The Village of Oak Creek is immediately south of Sedona, and there are several restaurants and shopping options in the area. Check out The Red Rock Café for lunch and dine with locals on sandwiches and soups made from fresh, seasonal ingredients.

Head further south about 30 minutes to Camp Verde, the geographical center of Arizona and the oldest settlement in the Verde Valley. The town’s annual corn festival is held in July each year and includes activities for all ages, live music, craft vendors and, of course, plenty of sweet corn. Other area attractions include Fort Verde, Yavapai Apache Cultural Center, Verde Canyon Railway and Cliff Castle Casino.
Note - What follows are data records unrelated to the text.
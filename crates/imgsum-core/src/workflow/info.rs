//! Introspection record returned by [`ImageSummarizer::get_info`](super::ImageSummarizer::get_info).

use serde::{Deserialize, Serialize};

/// Placeholder model name when provider settings cannot be looked up.
pub const CONFIGURATION_ERROR: &str = "Configuration Error";

/// Which providers and models a summarizer is wired to.
#[derive(Debug, Clone, PartialEq, Serialize, Deserialize)]
pub struct SummarizerInfo {
    /// Configured default provider
    pub provider: String,
    pub image_provider: String,
    pub text_provider: String,
    pub image_model: String,
    pub text_model: String,
    /// Workflow section of the config, including unrecognised keys
    pub workflow_settings: serde_json::Map<String, serde_json::Value>,
    #[serde(skip_serializing_if = "Option::is_none")]
    pub optimization: Option<OptimizationFlags>,
    /// Set when provider settings could not be resolved
    #[serde(skip_serializing_if = "Option::is_none")]
    pub error: Option<String>,
}

/// Flags derived from how the two roles are routed.
#[derive(Debug, Clone, Copy, PartialEq, Eq, Serialize, Deserialize)]
pub struct OptimizationFlags {
    /// Both roles use the same provider
    pub single_provider: bool,
    /// Both roles use the same model identifier
    pub models_shared: bool,
    /// Same provider and same model, so one loaded model serves both roles
    pub memory_efficient: bool,
}

impl OptimizationFlags {
    pub fn new(image_provider: &str, text_provider: &str, image_model: &str, text_model: &str) -> Self {
        let single_provider = image_provider == text_provider;
        let models_shared = image_model == text_model;
        Self {
            single_provider,
            models_shared,
            memory_efficient: single_provider && models_shared,
        }
    }
}

#[cfg(test)]
mod tests {
    use super::*;

    #[test]
    fn test_flags() {
        let flags = OptimizationFlags::new("llava", "llava", "llava", "llava");
        assert!(flags.single_provider && flags.models_shared && flags.memory_efficient);

        let flags = OptimizationFlags::new("openai", "openai", "gpt-4o", "gpt-4o-mini");
        assert!(flags.single_provider);
        assert!(!flags.models_shared);
        assert!(!flags.memory_efficient);

        let flags = OptimizationFlags::new("llava", "falcon", "m", "m");
        assert!(!flags.single_provider);
        assert!(flags.models_shared);
        assert!(!flags.memory_efficient);
    }
}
The most notable attraction in the area is Montezuma’s Castle National Monument, one of the most well-preserved cliff dwellings in the country that dates back more than 800 years to the Sinagua people. Check out the informative visitors’ center and walk the easily navigable pathways around this ancient structure.

 

East / South of Sedona:

Just 30 minutes on highway 89A brings you to the old-fashioned towns of Cottonwood and Jerome. Cottonwood was once a thriving moonshiners’ town, and today the area is one of the main highlights of the Verde Valley Wine Trail, with several tasting rooms in an old-west setting. Shop for hours in two-acre Larry’s Antiques, and have a cup of coffee inside of the old jailhouse-turned-café.

The town of Jerome, 10 minutes east of Cottonwood, a copper mining town once known as one of the wildest of the wild west, is now a national historic landmark with a thriving artist community. On top of Cleopatra Hill at an elevation of 5,200 feet, the views aren’t too shabby either.